use crate::keyboard_listener::{start_keyboard_listener, ListenerState};
use crate::logging::init_file_logging;
use crate::permissions::{check_and_request_permissions, missing_requirements};
use crate::process::verify_process_running;
use quill_core::shortcut::HotkeyMatcher;
use quill_core::{
    ensure_config_dir, ConfigPaths, Dispatcher, InFlightGuard, QuillError, Result, SettingsStore,
};
use quill_server::server::http_server::{check_api_server_health, stop_api_server};
use quill_server::server::utils::{find_available_port, port_is_available, read_api_port};
use std::fs;
use std::path::{Path, PathBuf};
use std::process::{self, Command};
use std::sync::atomic::{AtomicBool, Ordering};
use std::sync::Arc;
use std::thread;
use std::time::{Duration, SystemTime};
use tracing::{error, info, warn};

/// How often the worker looks at settings.json
const RELOAD_INTERVAL: Duration = Duration::from_secs(1);

/// Start the daemon process
pub fn start_daemon(api_port: u16) -> Result<()> {
    let paths = ConfigPaths::from_env();

    // Check if daemon is already running
    if let Some(pid) = paths.daemon_pid()? {
        if verify_process_running(pid) {
            println!("Daemon is already running with PID {}.", pid);
        } else {
            println!("Found stale PID file. Cleaning up and starting new daemon...");
            let _ = fs::remove_file(paths.pid_file());
        }
    }

    if paths.daemon_pid()?.is_none() {
        println!("Starting quill daemon...");
        ensure_config_dir()?;

        // Surface bad shortcuts here rather than in a background log
        let settings = SettingsStore::new(paths.settings_file()).load()?;
        HotkeyMatcher::from_settings(&settings)?;

        check_and_request_permissions(&settings)?;

        let log_file = stdout_log(&paths, "daemon")?;
        spawn_detached(&["daemon-worker"], &log_file)?;

        // Wait for the daemon to start and create its PID file
        for _ in 0..20 {
            thread::sleep(Duration::from_millis(100));
            if paths.daemon_pid()?.is_some() {
                break;
            }
        }

        match paths.daemon_pid()? {
            Some(pid) if verify_process_running(pid) => {
                info!(pid, "daemon started");
                println!("Daemon started successfully with PID {}.", pid);
            }
            _ => {
                return Err(QuillError::Other(format!(
                    "Daemon failed to start. Check logs in {}",
                    paths.log_dir().display()
                )));
            }
        }
    }

    start_api_process(&paths, api_port)
}

/// Run `quill serve` in the background on the first free port from `api_port`
fn start_api_process(paths: &ConfigPaths, api_port: u16) -> Result<()> {
    if let Ok(port) = check_api_server_health() {
        println!("API server is already running on port {}.", port);
        return Ok(());
    }

    println!("Starting API server...");
    let port = find_available_port(api_port, 10).ok_or_else(|| {
        QuillError::Other(format!(
            "No free port between {} and {}",
            api_port,
            api_port.saturating_add(9)
        ))
    })?;
    if port != api_port {
        println!("Port {} is busy, using {}...", api_port, port);
    }

    let log_file = stdout_log(paths, "api-server")?;
    spawn_detached(&["serve", "--port", &port.to_string()], &log_file)?;

    // Verify the server started by checking that the port is taken
    for _ in 0..20 {
        thread::sleep(Duration::from_millis(100));
        if !port_is_available(port) {
            info!(port, "API server started");
            println!("API server started on port {}.", port);
            println!("You can access the server at: http://localhost:{}", port);
            return Ok(());
        }
    }

    Err(QuillError::Other(format!(
        "API server failed to start. Check log at {}",
        log_file.display()
    )))
}

/// Where a detached child's stdout and stderr go
fn stdout_log(paths: &ConfigPaths, name: &str) -> Result<PathBuf> {
    let log_dir = paths.log_dir();
    fs::create_dir_all(&log_dir)?;
    Ok(log_dir.join(format!("{}-stdout.log", name)))
}

/// Re-run the current executable with `args`, detached from this terminal
fn spawn_detached(args: &[&str], log_file: &Path) -> Result<()> {
    let current_exe = std::env::current_exe()?;

    #[cfg(unix)]
    {
        let cmd = format!(
            "nohup \"{}\" {} > \"{}\" 2>&1 &",
            current_exe.to_string_lossy(),
            args.join(" "),
            log_file.display()
        );
        Command::new("sh").arg("-c").arg(&cmd).status()?;
        Ok(())
    }

    #[cfg(windows)]
    {
        let cmd = format!(
            "START /B \"quill\" \"{}\" {} > \"{}\" 2>&1",
            current_exe.to_string_lossy(),
            args.join(" "),
            log_file.display()
        );
        Command::new("cmd").arg("/C").arg(&cmd).status()?;
        Ok(())
    }

    #[cfg(not(any(unix, windows)))]
    {
        let _ = (current_exe, args, log_file);
        Err(QuillError::Other(
            "Running in the background is not supported on this platform".to_string(),
        ))
    }
}

/// Stop the daemon if it's running
pub fn stop_daemon() -> Result<()> {
    let paths = ConfigPaths::from_env();
    let pid_file = paths.pid_file();

    if !pid_file.exists() {
        // The API server may still be up on its own
        let _ = stop_api_server();
        return Err(QuillError::DaemonNotRunning);
    }

    let pid = match fs::read_to_string(&pid_file) {
        Ok(content) => match content.trim().parse::<u32>() {
            Ok(pid) => pid,
            Err(_) => {
                let _ = fs::remove_file(&pid_file);
                return Err(QuillError::InvalidPid);
            }
        },
        Err(e) => {
            let _ = fs::remove_file(&pid_file);
            return Err(QuillError::Other(format!("Failed to read PID file: {}", e)));
        }
    };

    println!("Attempting to stop daemon with PID {}...", pid);
    let _ = stop_api_server();

    if !verify_process_running(pid) {
        println!("Process with PID {} is not running.", pid);
        let _ = fs::remove_file(&pid_file);
        return Ok(());
    }

    if terminate(pid) {
        info!(pid, "daemon stopped");
        println!("Daemon stopped successfully.");
    } else {
        warn!(pid, "failed to stop daemon process");
        println!("WARNING: Failed to stop daemon process. PID file will be removed anyway.");
    }
    let _ = fs::remove_file(&pid_file);

    Ok(())
}

/// Ask politely, then force. Returns whether the process is gone.
fn terminate(pid: u32) -> bool {
    let pid_arg = pid.to_string();

    #[cfg(unix)]
    let (graceful, forced): (Vec<&str>, Vec<&str>) = (
        vec!["kill", pid_arg.as_str()],
        vec!["kill", "-9", pid_arg.as_str()],
    );
    #[cfg(windows)]
    let (graceful, forced): (Vec<&str>, Vec<&str>) = (
        vec!["taskkill", "/PID", pid_arg.as_str()],
        vec!["taskkill", "/F", "/T", "/PID", pid_arg.as_str()],
    );
    #[cfg(not(any(unix, windows)))]
    let (graceful, forced): (Vec<&str>, Vec<&str>) = (vec![], vec![]);

    for (attempt, command) in [graceful, forced].iter().enumerate() {
        let Some((program, args)) = command.split_first() else {
            return false;
        };
        if attempt > 0 {
            println!("Daemon didn't terminate gracefully, using force kill...");
        }
        let _ = Command::new(program).args(args).status();

        for _ in 0..5 {
            thread::sleep(Duration::from_millis(100));
            if !verify_process_running(pid) {
                return true;
            }
        }
    }
    false
}

/// Check daemon status
pub fn daemon_status() -> Result<()> {
    let paths = ConfigPaths::from_env();
    match paths.daemon_pid()? {
        Some(pid) if verify_process_running(pid) => {
            println!("quill daemon is running with PID {}", pid);
            if let Ok(port) = read_api_port(&paths) {
                println!("API server is running on port {}", port);
            }
        }
        Some(pid) => {
            println!("PID file exists but process {} is not running", pid);
            println!("This could indicate the daemon crashed or was stopped abruptly");
            println!("Recommend running 'quill stop' followed by 'quill start'");
        }
        None => println!("quill daemon is not running"),
    }
    Ok(())
}

/// This function runs as a separate daemon process
pub fn daemon_worker_entry() -> Result<()> {
    let paths = ConfigPaths::from_env();
    ensure_config_dir()?;
    let _log_guard = init_file_logging(&paths, "daemon")?;

    let pid_file = paths.pid_file();
    fs::write(&pid_file, process::id().to_string())?;
    info!(pid = process::id(), "daemon worker started");

    let result = run_daemon_worker(&paths);
    if let Err(e) = &result {
        error!("daemon worker stopped: {}", e);
    }

    // Clean up PID file on exit
    let _ = fs::remove_file(&pid_file);
    result
}

/// Listen for shortcuts until the listener gives up, rebuilding the
/// dispatcher whenever settings.json changes
pub fn run_daemon_worker(paths: &ConfigPaths) -> Result<()> {
    let store = SettingsStore::new(paths.settings_file());
    let guard = InFlightGuard::new();

    let (dispatcher, matcher) = build_dispatcher(&store, paths, &guard)?;
    for problem in missing_requirements(dispatcher.settings()) {
        warn!("{}", problem);
    }
    let state = Arc::new(ListenerState::new(dispatcher, matcher));
    let running = Arc::new(AtomicBool::new(true));
    let keyboard_thread = start_keyboard_listener(Arc::clone(&state), Arc::clone(&running));

    let mut watcher = SettingsWatcher::new(store.path());
    while running.load(Ordering::SeqCst) {
        thread::sleep(RELOAD_INTERVAL);

        if watcher.changed() {
            match build_dispatcher(&store, paths, &guard) {
                Ok((dispatcher, matcher)) => {
                    state.replace(dispatcher, matcher);
                    info!("settings reloaded");
                }
                Err(e) => warn!("keeping previous settings, reload failed: {}", e),
            }
        }
    }

    if keyboard_thread.join().is_err() {
        error!("keyboard listener thread panicked");
    }
    Err(QuillError::Other(
        "keyboard listener stopped; see the daemon log".to_string(),
    ))
}

fn build_dispatcher(
    store: &SettingsStore,
    paths: &ConfigPaths,
    guard: &InFlightGuard,
) -> Result<(Dispatcher, HotkeyMatcher)> {
    let settings = store.load()?;
    let matcher = HotkeyMatcher::from_settings(&settings)?;
    for (hotkey, action) in matcher.bindings() {
        info!(%hotkey, %action, "shortcut bound");
    }

    let dispatcher = Dispatcher::for_platform(settings, paths).with_guard(guard.clone());
    Ok((dispatcher, matcher))
}

/// Notices modification-time changes of one file, including its creation
/// and removal.
struct SettingsWatcher {
    path: PathBuf,
    last_modified: Option<SystemTime>,
}

impl SettingsWatcher {
    fn new(path: &Path) -> Self {
        Self {
            path: path.to_path_buf(),
            last_modified: modified_time(path),
        }
    }

    fn changed(&mut self) -> bool {
        let current = modified_time(&self.path);
        if current != self.last_modified {
            self.last_modified = current;
            true
        } else {
            false
        }
    }
}

fn modified_time(path: &Path) -> Option<SystemTime> {
    fs::metadata(path).and_then(|m| m.modified()).ok()
}
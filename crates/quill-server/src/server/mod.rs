pub mod http_server;
pub mod utils;

pub use http_server::{check_api_server_health, routes, start_api_server, stop_api_server};
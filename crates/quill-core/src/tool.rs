//! Running the external helpers (osascript, powershell, xdotool, xclip) the
//! script backends drive.

use crate::error::{QuillError, Result};
use std::io::{ErrorKind, Write};
use std::process::{Command, Output, Stdio};

/// Run `program` to completion and capture its output. A missing binary is
/// reported as an automation failure naming the tool.
pub(crate) fn run_tool(program: &str, args: &[&str]) -> Result<Output> {
    Command::new(program)
        .args(args)
        .stdin(Stdio::null())
        .output()
        .map_err(|e| spawn_error(program, e))
}

/// Run `program` with `input` on stdin. Stdout is discarded because helpers
/// such as xclip fork a child that keeps serving the selection.
pub(crate) fn run_tool_with_input(program: &str, args: &[&str], input: &str) -> Result<()> {
    let mut child = Command::new(program)
        .args(args)
        .stdin(Stdio::piped())
        .stdout(Stdio::null())
        .stderr(Stdio::null())
        .spawn()
        .map_err(|e| spawn_error(program, e))?;

    if let Some(mut stdin) = child.stdin.take() {
        stdin.write_all(input.as_bytes())?;
    }

    let status = child.wait()?;
    if status.success() {
        Ok(())
    } else {
        Err(QuillError::Automation(format!(
            "{} exited with code {:?}",
            program,
            status.code()
        )))
    }
}

/// Turn a failed exit into an automation error carrying stderr
pub(crate) fn check_status(program: &str, output: &Output) -> Result<()> {
    if output.status.success() {
        return Ok(());
    }
    let stderr = String::from_utf8_lossy(&output.stderr).trim().to_string();
    Err(QuillError::Automation(format!(
        "{} failed ({:?}): {}",
        program,
        output.status.code(),
        stderr
    )))
}

fn spawn_error(program: &str, err: std::io::Error) -> QuillError {
    if err.kind() == ErrorKind::NotFound {
        QuillError::Automation(format!(
            "'{}' was not found on PATH; install it to use the script input backend",
            program
        ))
    } else {
        QuillError::Automation(format!("Failed to run {}: {}", program, err))
    }
}

/// Whether a helper binary is available
pub fn tool_available(program: &str) -> bool {
    which::which(program).is_ok()
}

EXERCISE GOAL: Each line from the top of the material above through the line with "pub fn start_daemon(api_port: u16)" must be echoed exactly, and no other line.

REPLY TO THE EXERCISE:
use crate::keyboard_listener::{start_keyboard_listener, ListenerState};
use crate::logging::init_file_logging;
use crate::permissions::{check_and_request_permissions, missing_requirements};
use crate::process::verify_process_running;
use quill_core::shortcut::HotkeyMatcher;
use quill_core::{
    ensure_config_dir, ConfigPaths, Dispatcher, InFlightGuard, QuillError, Result, SettingsStore,
};
use quill_server::server::http_server::{check_api_server_health, stop_api_server};
use quill_server::server::utils::{find_available_port, port_is_available, read_api_port};
use std::fs;
use std::path::{Path, PathBuf};
use std::process::{self, Command};
use std::sync::atomic::{AtomicBool, Ordering};
use std::sync::Arc;
use std::thread;
use std::time::{Duration, SystemTime};
use tracing::{error, info, warn};

/// How often the worker looks at settings.json
const RELOAD_INTERVAL: Duration = Duration::from_secs(1);

/// Start the daemon process
pub fn start_daemon(api_port: u16) -> Result<()> {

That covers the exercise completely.